What is required:
Of the entries below, return exactly those lines that fall between the one containing "cost is still" and the one containing "let goal = grid.goal();", the two end lines included.

(Collection entries)

****************

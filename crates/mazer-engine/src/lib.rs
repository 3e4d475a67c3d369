//! A maze session tying together carving, search and avatar movement.
//!
//! An [`Engine`] owns a single [`Grid`](mazer_core::Grid). Runs are
//! reported step by step to a [`StepObserver`](mazer_core::StepObserver)
//! supplied by the caller, which may pace them and may cancel them
//! through [`Engine::cancel_handle`].

pub mod config;
pub mod engine;

pub use config::{DEFAULT_SIZE, DEFAULT_STEP_DELAY_MS, EngineConfig};
pub use engine::{Engine, EngineError};

pub use mazer_gen::GenOutcome;
pub use mazer_paths::{Heuristic, SearchOutcome, SearchStatus, Strategy};
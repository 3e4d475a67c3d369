use mazer_core::{Context, Grid, INFINITE_COST, StepObserver, VisualTag};

use crate::PathFinder;
use crate::path::{SearchOutcome, SearchStatus};
use crate::pathfinder::pause;
use crate::strategy::Strategy;

impl PathFinder {
    /// Breadth-first search from start to goal over forward links.
    ///
    /// A cell is enqueued the first time it is seen (its cost is still
    /// infinite) and the search stops as soon as the goal is dequeued.
    pub fn bfs(
        &mut self,
        grid: &mut Grid,
        obs: &mut impl StepObserver,
        ctx: &Context,
        delay_ms: u64,
    ) -> SearchOutcome {
        self.begin(Strategy::Bfs, grid, obs);
        let goal = grid.goal();
        self.queue.push_back(grid.start());
        let mut expanded = 0;

        let status = loop {
            let Some(ci) = self.queue.pop_front() else {
                break SearchStatus::NoPath;
            };
            expanded += 1;
            if ci == goal {
                break SearchStatus::Found;
            }

            let next_cost = grid.cell(ci).cost() + 1;
            self.load_links(grid, ci);
            for &ni in &self.nbuf {
                if grid.cell(ni).cost() != INFINITE_COST {
                    continue;
                }
                grid.set_cost(ni, next_cost);
                grid.set_origin(ni, Some(ci));
                obs.on_cell_state_changed(grid.pos(ni), VisualTag::FrontierCandidate);
                self.queue.push_back(ni);
            }
            grid.set_visited(ci, true);
            obs.on_cell_state_changed(grid.pos(ci), VisualTag::Visited);

            if pause(obs, ctx, delay_ms) {
                break SearchStatus::Cancelled;
            }
        };

        self.queue.clear();
        self.finish(Strategy::Bfs, status, grid, obs, expanded)
    }
}

#[cfg(test)]
mod tests {
    use crate::testutil::{carved, corridor};
    use crate::{PathFinder, SearchStatus};
    use mazer_core::{Context, Grid, NullObserver, Pos, Recorder, VisualTag};

    #[test]
    fn bfs_single_cell() {
        let mut grid = Grid::new(1, 1).unwrap();
        let out = PathFinder::new().bfs(&mut grid, &mut NullObserver, &Context::new(), 0);
        assert_eq!(out.status, SearchStatus::Found);
        assert_eq!(out.path, vec![Pos::ZERO]);
        assert_eq!(out.path_len(), Some(0));
    }

    #[test]
    fn bfs_corridor() {
        let mut grid = corridor(5);
        let out = PathFinder::new().bfs(&mut grid, &mut NullObserver, &Context::new(), 0);
        assert_eq!(out.path_len(), Some(4));
        assert_eq!(out.path.first(), Some(&Pos::new(0, 0)));
        assert_eq!(out.path.last(), Some(&Pos::new(0, 4)));
        assert_eq!(grid.cell(grid.goal()).cost(), 4);
    }

    #[test]
    fn bfs_ignores_open_walls_without_links() {
        // Walls open all the way but no forward links: unreachable.
        let mut grid = Grid::new(1, 3).unwrap();
        grid.open_border_between(Pos::new(0, 0), Pos::new(0, 1)).unwrap();
        grid.open_border_between(Pos::new(0, 1), Pos::new(0, 2)).unwrap();
        let out = PathFinder::new().bfs(&mut grid, &mut NullObserver, &Context::new(), 0);
        assert_eq!(out.status, SearchStatus::NoPath);
        assert!(out.path.is_empty());
        assert_eq!(out.expanded, 1);
    }

    #[test]
    fn bfs_stops_at_goal_and_marks_path() {
        let mut grid = carved(8, 8, 21);
        let mut rec = Recorder::new();
        let out = PathFinder::new().bfs(&mut grid, &mut rec, &Context::new(), 0);
        assert!(out.is_found());
        assert_eq!(rec.tagged(VisualTag::PathMarked), out.path);
        assert_eq!(rec.steps(), out.expanded - 1);
    }

    #[test]
    fn bfs_cancelled() {
        let mut grid = carved(8, 8, 2);
        let ctx = Context::new();
        ctx.cancel();
        let out = PathFinder::new().bfs(&mut grid, &mut NullObserver, &ctx, 0);
        assert_eq!(out.status, SearchStatus::Cancelled);
        assert_eq!(out.expanded, 1);
        assert!(out.path.is_empty());
    }
}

****************

Output:
    /// A cell is enqueued the first time it is seen (its cost is still
    /// infinite) and the search stops as soon as the goal is dequeued.
    pub fn bfs(
        &mut self,
        grid: &mut Grid,
        obs: &mut impl StepObserver,
        ctx: &Context,
        delay_ms: u64,
    ) -> SearchOutcome {
        self.begin(Strategy::Bfs, grid, obs);
        let goal = grid.goal();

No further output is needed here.